### [Items listed in a dataset]
┌──
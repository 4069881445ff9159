#![allow(dead_code)]

use std::sync::atomic::{AtomicUsize, Ordering};

use pico_rcjoy::srxl::{CRC16, HEADER_V1, HEADER_V2};
use pico_rcjoy::*;


/// An alarm that is never expected to fire on its own; tests call the timeout handlers directly.
#[derive(Default)]
pub struct ManualAlarm {
	pub last: Option<Ticks>,
	pub count: usize,
}

impl Alarm for ManualAlarm {
	fn schedule_at(&mut self, at: Ticks) {
		self.last = Some(at);
		self.count += 1;
	}
}


/// Counts hook notifications.
#[derive(Default)]
pub struct Counters {
	pub syncs: AtomicUsize,
	pub frames: AtomicUsize,
	pub errors: AtomicUsize,
}

impl Counters {
	pub fn frames(&self) -> usize {
		self.frames.load(Ordering::SeqCst)
	}

	pub fn errors(&self) -> usize {
		self.errors.load(Ordering::SeqCst)
	}
}

impl Hooks for &Counters {
	fn on_sync_detected(&self, _source: SignalSource) {
		self.syncs.fetch_add(1, Ordering::SeqCst);
	}

	fn on_frame_received(&self, _source: SignalSource, _channel_count: u8) {
		self.frames.fetch_add(1, Ordering::SeqCst);
	}

	fn on_error(&self, _source: SignalSource, _error: DecodeError) {
		self.errors.fetch_add(1, Ordering::SeqCst);
	}
}


/// Rising edges of a PPM frame starting at `start`, one per channel boundary.
pub fn ppm_edges(start: Ticks, widths: &[Ticks]) -> Vec<Ticks> {
	let mut edges = vec![start];
	let mut time = start;
	for width in widths {
		time = time.wrapping_add(*width);
		edges.push(time);
	}
	edges
}

/// Feeds a PPM frame through the capture path, between two fired sync alarms.
pub fn feed_ppm<C: Clock, H: Hooks>(decoders: &Decoders<C, H>, start: Ticks, widths: &[Ticks]) {
	let mut alarm = ManualAlarm::default();
	decoders.ppm.on_sync_timeout();
	for time in ppm_edges(start, widths) {
		decoders.on_capture(time, true, &mut alarm);
	}
	decoders.ppm.on_sync_timeout();
}

/// A well-formed SRXL frame carrying `words`.
pub fn srxl_frame(words: &[u16]) -> Vec<u8> {
	let header = if words.len() == 12 { HEADER_V1 } else { HEADER_V2 };
	let mut bytes = vec![header];
	for word in words {
		bytes.extend_from_slice(&word.to_be_bytes());
	}
	let crc = CRC16.checksum(&bytes);
	bytes.extend_from_slice(&crc.to_be_bytes());
	bytes
}

/// Feeds `bytes` to the SRXL decoder after a sync pause.
pub fn feed_srxl<C: Clock, H: Hooks>(decoders: &Decoders<C, H>, bytes: &[u8]) {
	let mut alarm = ManualAlarm::default();
	decoders.srxl.on_sync_timeout();
	for (index, byte) in bytes.iter().enumerate() {
		decoders.srxl.on_byte(*byte, (index * 87) as Ticks, &mut alarm);
	}
}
└──
### [What is expected]
Return the data in full, exactly as it appears above.

### [Answer box]
repository 4069881445ff9159
#![allow(dead_code)]

use std::sync::atomic::{AtomicUsize, Ordering};

use pico_rcjoy::srxl::{CRC16, HEADER_V1, HEADER_V2};
use pico_rcjoy::*;


/// An alarm that is never expected to fire on its own; tests call the timeout handlers directly.
#[derive(Default)]
pub struct ManualAlarm {
	pub last: Option<Ticks>,
	pub count: usize,
}

impl Alarm for ManualAlarm {
	fn schedule_at(&mut self, at: Ticks) {
		self.last = Some(at);
		self.count += 1;
	}
}


/// Counts hook notifications.
#[derive(Default)]
pub struct Counters {
	pub syncs: AtomicUsize,
	pub frames: AtomicUsize,
	pub errors: AtomicUsize,
}

impl Counters {
	pub fn frames(&self) -> usize {
		self.frames.load(Ordering::SeqCst)
	}

	pub fn errors(&self) -> usize {
		self.errors.load(Ordering::SeqCst)
	}
}

impl Hooks for &Counters {
	fn on_sync_detected(&self, _source: SignalSource) {
		self.syncs.fetch_add(1, Ordering::SeqCst);
	}

	fn on_frame_received(&self, _source: SignalSource, _channel_count: u8) {
		self.frames.fetch_add(1, Ordering::SeqCst);
	}

	fn on_error(&self, _source: SignalSource, _error: DecodeError) {
		self.errors.fetch_add(1, Ordering::SeqCst);
	}
}


/// Rising edges of a PPM frame starting at `start`, one per channel boundary.
pub fn ppm_edges(start: Ticks, widths: &[Ticks]) -> Vec<Ticks> {
	let mut edges = vec![start];
	let mut time = start;
	for width in widths {
		time = time.wrapping_add(*width);
		edges.push(time);
	}
	edges
}

/// Feeds a PPM frame through the capture path, between two fired sync alarms.
pub fn feed_ppm<C: Clock, H: Hooks>(decoders: &Decoders<C, H>, start: Ticks, widths: &[Ticks]) {
	let mut alarm = ManualAlarm::default();
	decoders.ppm.on_sync_timeout();
	for time in ppm_edges(start, widths) {
		decoders.on_capture(time, true, &mut alarm);
	}
	decoders.ppm.on_sync_timeout();
}

/// A well-formed SRXL frame carrying `words`.
pub fn srxl_frame(words: &[u16]) -> Vec<u8> {
	let header = if words.len() == 12 { HEADER_V1 } else { HEADER_V2 };
	let mut bytes = vec![header];
	for word in words {
		bytes.extend_from_slice(&word.to_be_bytes());
	}
	let crc = CRC16.checksum(&bytes);
	bytes.extend_from_slice(&crc.to_be_bytes());
	bytes
}

/// Feeds `bytes` to the SRXL decoder after a sync pause.
pub fn feed_srxl<C: Clock, H: Hooks>(decoders: &Decoders<C, H>, bytes: &[u8]) {
	let mut alarm = ManualAlarm::default();
	decoders.srxl.on_sync_timeout();
	for (index, byte) in bytes.iter().enumerate() {
		decoders.srxl.on_byte(*byte, (index * 87) as Ticks, &mut alarm);
	}
}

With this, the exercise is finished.